Researchers looked at data from the four weeks ending Feb. 14 and found deaths in the Old Dominion state were the second highest in the nation.
David DeBiasi, associate state director for advocacy and outreach at AARP Virginia, who is also a registered nurse, said infection control can be compromised by short-staffing.
“If you’re feeding someone, if you’re dressing someone, it has to be slow,” DeBiasi explained. “If you’re bathing someone, it has to have that care and compassion that comes with time and presence. And if you’re trying to rush around from room to room, there goes the health, well-being and safety of residents.”
Virginia has no statewide mandatory minimum staffing levels for congregate-care facilities.
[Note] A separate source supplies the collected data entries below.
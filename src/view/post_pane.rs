//! Post pane: posts of the selected user.

use crate::state::ViewState;
use crate::view::DashboardStyles;
use ratatui::{
    layout::{Alignment, Rect},
    text::{Line, Span},
    widgets::{Block, Borders, Paragraph},
    Frame,
};
use unicode_width::{UnicodeWidthChar, UnicodeWidthStr};

/// Render the post pane into `area`, scrolled by `state.post_scroll`.
pub fn render_post_pane(
    frame: &mut Frame,
    area: Rect,
    state: &ViewState,
    styles: &DashboardStyles,
    focused: bool,
) {
    let mut block = Block::default()
        .borders(Borders::ALL)
        .title(post_pane_title(state))
        .border_style(styles.border(focused));

    if state.can_load_more() {
        block = block
            .title_bottom(Line::from(Span::styled(" [m] Load More ", styles.key_hint)))
            .title_bottom(
                Line::from(format!(" page {} ", state.page())).alignment(Alignment::Right),
            );
    }

    let inner_width = area.width.saturating_sub(2);
    let paragraph = Paragraph::new(build_post_lines(state, styles, inner_width))
        .block(block)
        .scroll((state.post_scroll, 0));

    frame.render_widget(paragraph, area);
}

/// Pane title: `Posts by {name}` once a user is selected.
pub fn post_pane_title(state: &ViewState) -> String {
    match state.selected_user() {
        Some(user) => format!(" Posts by {} ", user.name),
        None => " Posts ".to_string(),
    }
}

/// Lines drawn in the pane, before scrolling, wrapped to `width` columns.
///
/// Each post is its title, its body lines, and a blank separator. The
/// result has exactly one entry per screen row, so its length bounds the
/// scroll offset.
pub fn build_post_lines(
    state: &ViewState,
    styles: &DashboardStyles,
    width: u16,
) -> Vec<Line<'static>> {
    if state.selected_user_id().is_none() {
        return vec![Line::from(Span::styled(
            "Select a user and press Enter to see their posts",
            styles.muted,
        ))];
    }

    if state.posts().is_empty() {
        let message = if state.is_loading() {
            "Loading posts..."
        } else {
            "No posts"
        };
        return vec![Line::from(Span::styled(message, styles.muted))];
    }

    let width = usize::from(width);
    let mut lines = Vec::new();
    for post in state.posts() {
        lines.extend(
            wrap_to_width(&post.title, width)
                .into_iter()
                .map(|row| Line::from(Span::styled(row, styles.post_title))),
        );
        for body_line in post.body.lines() {
            lines.extend(wrap_to_width(body_line, width).into_iter().map(Line::from));
        }
        lines.push(Line::default());
    }
    lines
}

/// Split `text` into rows of at most `width` display columns.
///
/// Breaks at spaces; a word wider than a whole row is split between
/// characters. A zero width leaves the text as one row.
pub fn wrap_to_width(text: &str, width: usize) -> Vec<String> {
    if width == 0 || text.width() <= width {
        return vec![text.to_string()];
    }

    let mut rows = Vec::new();
    let mut current = String::new();
    let mut used = 0;

    for word in text.split_whitespace() {
        let word_width = word.width();
        if used > 0 && used + 1 + word_width <= width {
            current.push(' ');
            current.push_str(word);
            used += 1 + word_width;
            continue;
        }
        if used > 0 {
            rows.push(std::mem::take(&mut current));
            used = 0;
        }
        if word_width <= width {
            current.push_str(word);
            used = word_width;
            continue;
        }
        for ch in word.chars() {
            let ch_width = ch.width().unwrap_or(0);
            if used > 0 && used + ch_width > width {
                rows.push(std::mem::take(&mut current));
                used = 0;
            }
            current.push(ch);
            used += ch_width;
        }
    }

    if !current.is_empty() || rows.is_empty() {
        rows.push(current);
    }
    rows
}

/// Largest useful scroll offset for a pane with `inner_height` visible lines.
pub fn max_post_scroll(line_count: usize, inner_height: u16) -> u16 {
    let overflow = line_count.saturating_sub(usize::from(inner_height));
    u16::try_from(overflow).unwrap_or(u16::MAX)
}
A bill to address the issue, Senate Bill 1149, never made it out of committee this past legislative season in the face of opposition from the nursing-home industry.
DeBiasi supports higher Medicaid reimbursements, so nursing homes can raise staff pay and attract and retain caregivers.
“AARP is asking to provide supplemental wages and benefits to staff during this emergency, to ensure that nursing home reimbursement rates increase, and that those increases are spent on staff pay and to improve protections for residents,” DeBiasi remarked.
The report also showed one in seven nursing homes reported insufficient staffing levels and one in 10 reported a shortage of basic things such as masks, gowns and gloves during this time period studied.